Saturday 20 June 2015

Religious Persecution

by Ian Harris                           Otago Daily Times                                 June 12, 2015

Religious persecution is prevalent in two-thirds of the world’s countries. In most, Christians are the main targets.

Religion doesn’t do power well. When allied with the coercive power of the state, too often it becomes repressive. That was true of Christianity in Europe till secularisation clipped its wings, and it is true today of Hindu-fuelled nationalism in parts of India, Buddhist-fuelled nationalism in Myanmar and Sri Lanka, and doubly true of a militant version of Islam in much of the Muslim world.

The result is persecution of minority faiths on a scale most New Zealanders would find hard to credit. It is happening in two-thirds of the world’s countries. Christians are everywhere the main targets. And Islamic extremists are by far the worst offenders. Indeed, it is just 100 years ago that the rulers of Ottoman Turkey launched the first mass purge of a religious and ethnic minority of the 20th century. The purge became a massacre, the massacre a genocide – the term was coined to describe this atrocity.

Their unsuspecting prey was the three million Armenian Christians living in the east of the country. Over the next seven years around 1.5 million were executed or died of starvation, drowning, disease, and exhaustion in forced marches across the desert. Scores of thousands fled to sanctuary abroad. Most historians accept that this was a state-sanctioned campaign to exterminate a whole race, though Turkey remains in denial to this day. It also had a religious motivation, targeting Greek and Assyrian Christians as well.

Today the plague of persecution is again virulent. In too many countries, and in varying degrees, minorities live under constant threat of harassment or oppression solely because of their faith. Where the minority is ethnic as well as religious, as with the Karen Christians and Rohingya Muslims of Myanmar, it is doubly disadvantaged.

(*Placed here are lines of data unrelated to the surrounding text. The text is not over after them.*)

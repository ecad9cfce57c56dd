//! Pipeline builder
//!
//! A [`Pipeline`] owns the sequence arena, the ring buffer and the sequencer, and
//! wires consumers onto them. Each `handle_events_*` call returns a
//! [`BatchEventProcessor`] ready to be run on a thread of the caller's choosing
//! (see [`ThreadBuilder`](crate::disruptor::ThreadBuilder)).
//!
//! ```
//! use seqring::{DefaultEventFactory, Pipeline, ProducerType, WaitStrategyType, ClosureEventHandler};
//!
//! #[derive(Default)]
//! struct Tick {
//!     price: u64,
//! }
//!
//! let pipeline = Pipeline::new(
//!     64,
//!     ProducerType::Single,
//!     WaitStrategyType::Yield,
//!     DefaultEventFactory::<Tick>::new(),
//!     8,
//! )
//! .unwrap();
//!
//! let mut processor = pipeline
//!     .handle_events_with(ClosureEventHandler::new(|tick: &Tick, _, _| {
//!         assert!(tick.price > 0);
//!         Ok(())
//!     }))
//!     .unwrap();
//! let halt = processor.halt_handle();
//! let consumer = std::thread::spawn(move || processor.run());
//!
//! let last = pipeline.publish_with(|tick, sequence| tick.price = sequence).unwrap();
//! while pipeline.sequencer().minimum_gating_sequence() < last {
//!     std::thread::yield_now();
//! }
//! halt.halt();
//! consumer.join().unwrap().unwrap();
//! ```

use crate::disruptor::{
    create_sequencer, BatchEventProcessor, DisruptorConfig, EventFactory, EventHandler,
    ProcessingSequenceBarrier, ProducerType, Result, RingBuffer, SequenceArena, SequenceId,
    Sequencer, WaitStrategy, WaitStrategyType,
};
use std::sync::Arc;
use tracing::debug;

/// Processor type produced by [`Pipeline`]
pub type PipelineProcessor<T, H> = BatchEventProcessor<T, ProcessingSequenceBarrier, H>;

/// Arena, ring buffer and sequencer of one disruptor, plus consumer wiring
///
/// Cloning is cheap and yields another handle onto the same ring, which is how
/// several producer threads share a multi-producer pipeline.
pub struct Pipeline<T> {
    arena: Arc<SequenceArena>,
    ring_buffer: Arc<RingBuffer<T>>,
    sequencer: Arc<dyn Sequencer>,
}

impl<T> Pipeline<T> {
    /// Create a pipeline with a built-in wait strategy
    ///
    /// # Arguments
    /// * `buffer_size` - Number of ring slots, a power of two
    /// * `producer_type` - Single or multiple producer threads
    /// * `wait_strategy_type` - How consumers wait
    /// * `event_factory` - Fills every slot up front
    /// * `arena_capacity` - Room for the cursor plus one sequence per consumer
    ///
    /// # Errors
    /// Returns `DisruptorError::InvalidBufferSize` for a bad `buffer_size`, or
    /// `DisruptorError::ArenaExhausted` if `arena_capacity` is zero
    pub fn new<F>(
        buffer_size: usize,
        producer_type: ProducerType,
        wait_strategy_type: WaitStrategyType,
        event_factory: F,
        arena_capacity: usize,
    ) -> Result<Self>
    where
        F: EventFactory<T>,
    {
        Self::with_wait_strategy(
            buffer_size,
            producer_type,
            wait_strategy_type.create(),
            event_factory,
            arena_capacity,
        )
    }

    /// Create a pipeline from a validated configuration
    pub fn from_config<F>(config: &DisruptorConfig, event_factory: F) -> Result<Self>
    where
        F: EventFactory<T>,
    {
        config.validate()?;
        Self::with_wait_strategy(
            config.buffer_size,
            config.producer_type,
            config.wait_strategy(),
            event_factory,
            config.arena_capacity,
        )
    }

    /// Create a pipeline with a caller-supplied wait strategy
    pub fn with_wait_strategy<F>(
        buffer_size: usize,
        producer_type: ProducerType,
        wait_strategy: Arc<dyn WaitStrategy>,
        event_factory: F,
        arena_capacity: usize,
    ) -> Result<Self>
    where
        F: EventFactory<T>,
    {
        let ring_buffer = Arc::new(RingBuffer::new(buffer_size, event_factory)?);
        let arena = Arc::new(SequenceArena::with_capacity(arena_capacity));
        let sequencer = create_sequencer(
            producer_type,
            buffer_size,
            Arc::clone(&arena),
            wait_strategy,
        )?;

        debug!(
            buffer_size,
            %producer_type,
            arena_capacity,
            wait_strategy = sequencer.wait_strategy().name(),
            "pipeline created"
        );

        Ok(Self {
            arena,
            ring_buffer,
            sequencer,
        })
    }

    /// Add a consumer that reads straight behind the producers
    ///
    /// A consumer added while events are flowing starts at the current producer
    /// cursor; earlier events are never delivered to it.
    ///
    /// # Errors
    /// Returns `DisruptorError::ArenaExhausted` if the arena has no room for the
    /// consumer's sequence
    pub fn handle_events_with<H>(&self, handler: H) -> Result<PipelineProcessor<T, H>>
    where
        H: EventHandler<T>,
    {
        self.handle_events_after(&[], handler)
    }

    /// Add a consumer that only sees events every `upstream` consumer has handled
    ///
    /// The new consumer starts at the slowest upstream watermark and joins the
    /// producers' gating set. Upstream consumers keep gating too, so removing a
    /// stage never exposes the stages in front of it.
    pub fn handle_events_after<H>(
        &self,
        upstream: &[SequenceId],
        handler: H,
    ) -> Result<PipelineProcessor<T, H>>
    where
        H: EventHandler<T>,
    {
        let barrier = Arc::clone(&self.sequencer).new_barrier(upstream);
        let processor = BatchEventProcessor::new(
            Arc::clone(&self.arena),
            Arc::clone(&self.ring_buffer),
            barrier,
            handler,
        )?;

        // Set the start before gating, then again after: producers may have
        // moved on in between, but cannot pass the gate once it is in place.
        let watermark = processor.get_cursor();
        watermark.set(self.start_position(upstream));
        self.sequencer.add_gating_sequences(&[processor.cursor_id()]);
        watermark.set(self.start_position(upstream));

        debug!(
            consumer = %processor.cursor_id(),
            upstream = ?upstream,
            start = watermark.get(),
            "consumer added to pipeline"
        );
        Ok(processor)
    }

    fn start_position(&self, upstream: &[SequenceId]) -> u64 {
        if upstream.is_empty() {
            self.sequencer.cursor_value()
        } else {
            self.arena.minimum(upstream)
        }
    }

    /// Stop gating the producers on `sequence`, e.g. once its consumer has halted
    ///
    /// # Returns
    /// True if the sequence was gating
    pub fn remove_gating(&self, sequence: SequenceId) -> bool {
        let removed = self.sequencer.remove_gating_sequence(sequence);
        if removed {
            debug!(consumer = %sequence, "consumer removed from gating");
        }
        removed
    }

    /// Claim one slot, fill it and publish it
    pub fn publish_with<F>(&self, translator: F) -> Result<u64>
    where
        F: FnOnce(&mut T, u64),
    {
        self.ring_buffer
            .publish_with(self.sequencer.as_ref(), translator)
    }

    /// Like [`publish_with`](Self::publish_with), failing instead of waiting for capacity
    pub fn try_publish_with<F>(&self, translator: F) -> Result<u64>
    where
        F: FnOnce(&mut T, u64),
    {
        self.ring_buffer
            .try_publish_with(self.sequencer.as_ref(), translator)
    }

    /// Claim, fill and publish `n` consecutive slots
    pub fn publish_batch_with<F>(&self, n: usize, translator: F) -> Result<u64>
    where
        F: FnMut(&mut T, u64),
    {
        self.ring_buffer
            .publish_batch_with(self.sequencer.as_ref(), n, translator)
    }

    pub fn arena(&self) -> &Arc<SequenceArena> {
        &self.arena
    }

    pub fn ring_buffer(&self) -> &Arc<RingBuffer<T>> {
        &self.ring_buffer
    }

    pub fn sequencer(&self) -> &Arc<dyn Sequencer> {
        &self.sequencer
    }

    pub fn buffer_size(&self) -> usize {
        self.ring_buffer.buffer_size()
    }

    /// Current producer cursor
    pub fn cursor(&self) -> u64 {
        self.sequencer.cursor_value()
    }
}

impl<T> Clone for Pipeline<T> {
    fn clone(&self) -> Self {
        Self {
            arena: Arc::clone(&self.arena),
            ring_buffer: Arc::clone(&self.ring_buffer),
            sequencer: Arc::clone(&self.sequencer),
        }
    }
}

impl<T> std::fmt::Debug for Pipeline<T> {
    fn fmt(&self, f: &mut std::fmt::Formatter<'_>) -> std::fmt::Result {
        f.debug_struct("Pipeline")
            .field("sequencer", &self.sequencer)
            .field("arena", &self.arena)
            .finish()
    }
}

In the Middle East, anyone who stands apart from the dominant political, racial or religious power can come under pressure – Baha’i, Jews, Yezidis, Christians, Muslims outside the regional mainstream. Pressures range all the way from petty curbs on meeting or building to the torching of churches and homes, forced conversions, confiscation of property, torture, rape, imprisonment and murder.
 
In the vanguard of current campaigns of religious cleansing are Muslim extremists who repudiate the tolerance of the golden age of Islam 1100 years ago. In recent months Boko Haram has kidnapped and forced the conversion and marriage of Christian girls in Nigeria. In Kenya, al-Shabab cold-bloodedly murdered 148 mainly Christian university students. In Libya, militias affiliated with Islamic State beheaded or shot 21 Coptic Christians from Egypt and 30 Ethiopian Christians.
 
For people claiming to draw their inspiration from “Allah, the Merciful, the Compassionate”, these fanatics are a sickening distortion of what at its best is a noble faith, and do it immense disservice. The Grand Mufti of Saudi Arabia acknowledged this by denouncing IS as “enemy number one of Islam”.

For most of the past 1800 years there has been a benign, generally tolerated Christian presence in Turkey, Syria, Iran and Iraq. During the past century the number of Christians has plummeted. Their proportion in Turkey’s population has dropped from around 32 per cent to 0.15, Syria’s from 40 to 10, Iran’s from 15 to 2, Iraq’s from 35 to 5. Many have fled to pursue their faith in freedom elsewhere.

Meanwhile Muslims in the secular West are quick to take advantage of every freedom those societies offer, and rightly so. As the Universal Declaration of Human Rights affirms: “Everyone has the right to freedom of thought, conscience and religion; this right includes freedom to change his religion or belief; and freedom, either alone or in community with others, and in public or private, to manifest his religion or belief in teaching, practice, worship and observance.”

Some Muslim states reject this as a western concept of freedom, so in 1990 a conference in Cairo drew up an alternative, making all human rights subject to Islamic law. Freedom to change one’s religion disappeared. Saudi Arabia allows no churches and bans the Bible outright. The last church in Afghanistan was demolished in 2010.

Egypt and Pakistan had a hand in drafting the Human Rights Declaration, and wrote religious freedom into their constitutions. Today they often negate it in practice. Pakistan has a draconian blasphemy law which is used – and abused – to oppress. A Christian woman who touched the Qur’an “with unclean hands” was jailed for 25 years.

Words of Jesus, for Muslims one of Muhammad’s great precursors, come to mind: “By their fruits you shall know them.” What do the fruits tell us about the state of Islam today?